Records from a data collection:
---
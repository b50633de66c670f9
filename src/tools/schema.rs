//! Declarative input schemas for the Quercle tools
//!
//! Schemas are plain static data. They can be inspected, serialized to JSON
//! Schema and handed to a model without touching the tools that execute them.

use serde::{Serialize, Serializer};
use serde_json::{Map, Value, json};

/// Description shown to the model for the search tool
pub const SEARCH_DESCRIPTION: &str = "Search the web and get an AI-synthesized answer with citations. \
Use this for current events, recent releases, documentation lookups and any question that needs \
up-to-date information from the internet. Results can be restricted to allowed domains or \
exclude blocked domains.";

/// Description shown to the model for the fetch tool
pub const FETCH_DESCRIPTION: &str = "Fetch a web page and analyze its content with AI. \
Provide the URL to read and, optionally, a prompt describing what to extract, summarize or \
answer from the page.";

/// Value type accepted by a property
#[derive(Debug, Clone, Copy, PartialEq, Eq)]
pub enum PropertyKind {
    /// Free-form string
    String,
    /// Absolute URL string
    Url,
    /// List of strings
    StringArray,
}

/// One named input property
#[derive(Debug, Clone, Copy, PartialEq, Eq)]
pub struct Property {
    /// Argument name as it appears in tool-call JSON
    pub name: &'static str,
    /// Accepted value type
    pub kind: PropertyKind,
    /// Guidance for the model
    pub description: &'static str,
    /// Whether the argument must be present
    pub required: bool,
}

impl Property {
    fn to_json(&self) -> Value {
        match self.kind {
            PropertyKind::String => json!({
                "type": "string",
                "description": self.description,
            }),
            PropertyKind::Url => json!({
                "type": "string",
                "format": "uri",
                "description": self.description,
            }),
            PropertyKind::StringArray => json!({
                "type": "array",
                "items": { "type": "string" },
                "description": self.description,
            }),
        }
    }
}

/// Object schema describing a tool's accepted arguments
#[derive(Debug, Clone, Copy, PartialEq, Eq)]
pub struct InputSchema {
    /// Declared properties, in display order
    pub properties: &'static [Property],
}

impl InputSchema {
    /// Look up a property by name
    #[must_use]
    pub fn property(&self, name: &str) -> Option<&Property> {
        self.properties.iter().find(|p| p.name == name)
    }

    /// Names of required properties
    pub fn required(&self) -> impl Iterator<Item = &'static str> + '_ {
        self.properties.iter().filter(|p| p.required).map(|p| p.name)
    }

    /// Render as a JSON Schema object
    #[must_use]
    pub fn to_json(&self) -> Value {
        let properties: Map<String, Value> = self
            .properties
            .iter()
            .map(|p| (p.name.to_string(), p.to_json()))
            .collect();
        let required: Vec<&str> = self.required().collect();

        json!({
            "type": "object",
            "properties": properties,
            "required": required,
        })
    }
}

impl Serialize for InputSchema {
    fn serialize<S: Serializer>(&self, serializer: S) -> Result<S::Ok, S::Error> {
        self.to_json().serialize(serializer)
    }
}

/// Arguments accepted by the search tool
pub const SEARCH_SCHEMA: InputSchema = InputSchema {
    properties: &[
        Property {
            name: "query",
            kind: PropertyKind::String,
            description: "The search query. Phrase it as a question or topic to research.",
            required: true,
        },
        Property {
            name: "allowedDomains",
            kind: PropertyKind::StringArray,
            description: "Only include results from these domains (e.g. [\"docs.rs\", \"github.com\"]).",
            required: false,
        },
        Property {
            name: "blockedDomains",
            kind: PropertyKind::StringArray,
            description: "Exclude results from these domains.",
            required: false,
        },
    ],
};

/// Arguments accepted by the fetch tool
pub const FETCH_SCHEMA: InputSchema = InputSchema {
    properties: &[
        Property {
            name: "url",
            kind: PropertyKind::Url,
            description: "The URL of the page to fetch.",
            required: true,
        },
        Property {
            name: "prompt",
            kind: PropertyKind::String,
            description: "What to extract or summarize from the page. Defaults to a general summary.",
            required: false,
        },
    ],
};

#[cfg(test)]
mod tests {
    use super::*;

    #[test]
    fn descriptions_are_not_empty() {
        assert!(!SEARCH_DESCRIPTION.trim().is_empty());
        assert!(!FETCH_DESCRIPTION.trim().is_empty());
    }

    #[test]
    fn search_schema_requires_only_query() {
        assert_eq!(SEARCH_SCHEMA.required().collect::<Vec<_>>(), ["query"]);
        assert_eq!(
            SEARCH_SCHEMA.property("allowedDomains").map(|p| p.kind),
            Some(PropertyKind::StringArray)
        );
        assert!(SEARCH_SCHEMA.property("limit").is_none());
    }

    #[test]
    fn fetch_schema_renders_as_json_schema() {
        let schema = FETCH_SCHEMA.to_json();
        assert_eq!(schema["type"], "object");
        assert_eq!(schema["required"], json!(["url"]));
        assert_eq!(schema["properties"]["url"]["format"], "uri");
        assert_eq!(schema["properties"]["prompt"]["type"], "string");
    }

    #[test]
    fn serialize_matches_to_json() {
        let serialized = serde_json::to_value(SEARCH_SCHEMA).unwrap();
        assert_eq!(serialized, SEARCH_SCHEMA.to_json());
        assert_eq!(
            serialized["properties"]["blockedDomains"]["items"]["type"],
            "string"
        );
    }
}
---
### Work order
Write each line of the data down again exactly as it reads.

### Answer area
repository b50633de66c670f9
filename src/tools/schema.rs
//! Declarative input schemas for the Quercle tools
//!
//! Schemas are plain static data. They can be inspected, serialized to JSON
//! Schema and handed to a model without touching the tools that execute them.

use serde::{Serialize, Serializer};
use serde_json::{Map, Value, json};

/// Description shown to the model for the search tool
pub const SEARCH_DESCRIPTION: &str = "Search the web and get an AI-synthesized answer with citations. \
Use this for current events, recent releases, documentation lookups and any question that needs \
up-to-date information from the internet. Results can be restricted to allowed domains or \
exclude blocked domains.";

/// Description shown to the model for the fetch tool
pub const FETCH_DESCRIPTION: &str = "Fetch a web page and analyze its content with AI. \
Provide the URL to read and, optionally, a prompt describing what to extract, summarize or \
answer from the page.";

/// Value type accepted by a property
#[derive(Debug, Clone, Copy, PartialEq, Eq)]
pub enum PropertyKind {
    /// Free-form string
    String,
    /// Absolute URL string
    Url,
    /// List of strings
    StringArray,
}

/// One named input property
#[derive(Debug, Clone, Copy, PartialEq, Eq)]
pub struct Property {
    /// Argument name as it appears in tool-call JSON
    pub name: &'static str,
    /// Accepted value type
    pub kind: PropertyKind,
    /// Guidance for the model
    pub description: &'static str,
    /// Whether the argument must be present
    pub required: bool,
}

impl Property {
    fn to_json(&self) -> Value {
        match self.kind {
            PropertyKind::String => json!({
                "type": "string",
                "description": self.description,
            }),
            PropertyKind::Url => json!({
                "type": "string",
                "format": "uri",
                "description": self.description,
            }),
            PropertyKind::StringArray => json!({
                "type": "array",
                "items": { "type": "string" },
                "description": self.description,
            }),
        }
    }
}

/// Object schema describing a tool's accepted arguments
#[derive(Debug, Clone, Copy, PartialEq, Eq)]
pub struct InputSchema {
    /// Declared properties, in display order
    pub properties: &'static [Property],
}

impl InputSchema {
    /// Look up a property by name
    #[must_use]
    pub fn property(&self, name: &str) -> Option<&Property> {
        self.properties.iter().find(|p| p.name == name)
    }

    /// Names of required properties
    pub fn required(&self) -> impl Iterator<Item = &'static str> + '_ {
        self.properties.iter().filter(|p| p.required).map(|p| p.name)
    }

    /// Render as a JSON Schema object
    #[must_use]
    pub fn to_json(&self) -> Value {
        let properties: Map<String, Value> = self
            .properties
            .iter()
            .map(|p| (p.name.to_string(), p.to_json()))
            .collect();
        let required: Vec<&str> = self.required().collect();

        json!({
            "type": "object",
            "properties": properties,
            "required": required,
        })
    }
}

impl Serialize for InputSchema {
    fn serialize<S: Serializer>(&self, serializer: S) -> Result<S::Ok, S::Error> {
        self.to_json().serialize(serializer)
    }
}

/// Arguments accepted by the search tool
pub const SEARCH_SCHEMA: InputSchema = InputSchema {
    properties: &[
        Property {
            name: "query",
            kind: PropertyKind::String,
            description: "The search query. Phrase it as a question or topic to research.",
            required: true,
        },
        Property {
            name: "allowedDomains",
            kind: PropertyKind::StringArray,
            description: "Only include results from these domains (e.g. [\"docs.rs\", \"github.com\"]).",
            required: false,
        },
        Property {
            name: "blockedDomains",
            kind: PropertyKind::StringArray,
            description: "Exclude results from these domains.",
            required: false,
        },
    ],
};

/// Arguments accepted by the fetch tool
pub const FETCH_SCHEMA: InputSchema = InputSchema {
    properties: &[
        Property {
            name: "url",
            kind: PropertyKind::Url,
            description: "The URL of the page to fetch.",
            required: true,
        },
        Property {
            name: "prompt",
            kind: PropertyKind::String,
            description: "What to extract or summarize from the page. Defaults to a general summary.",
            required: false,
        },
    ],
};

#[cfg(test)]
mod tests {
    use super::*;

    #[test]
    fn descriptions_are_not_empty() {
        assert!(!SEARCH_DESCRIPTION.trim().is_empty());
        assert!(!FETCH_DESCRIPTION.trim().is_empty());
    }

    #[test]
    fn search_schema_requires_only_query() {
        assert_eq!(SEARCH_SCHEMA.required().collect::<Vec<_>>(), ["query"]);
        assert_eq!(
            SEARCH_SCHEMA.property("allowedDomains").map(|p| p.kind),
            Some(PropertyKind::StringArray)
        );
        assert!(SEARCH_SCHEMA.property("limit").is_none());
    }

    #[test]
    fn fetch_schema_renders_as_json_schema() {
        let schema = FETCH_SCHEMA.to_json();
        assert_eq!(schema["type"], "object");
        assert_eq!(schema["required"], json!(["url"]));
        assert_eq!(schema["properties"]["url"]["format"], "uri");
        assert_eq!(schema["properties"]["prompt"]["type"], "string");
    }

    #[test]
    fn serialize_matches_to_json() {
        let serialized = serde_json::to_value(SEARCH_SCHEMA).unwrap();
        assert_eq!(serialized, SEARCH_SCHEMA.to_json());
        assert_eq!(
            serialized["properties"]["blockedDomains"]["items"]["type"],
            "string"
        );
    }
}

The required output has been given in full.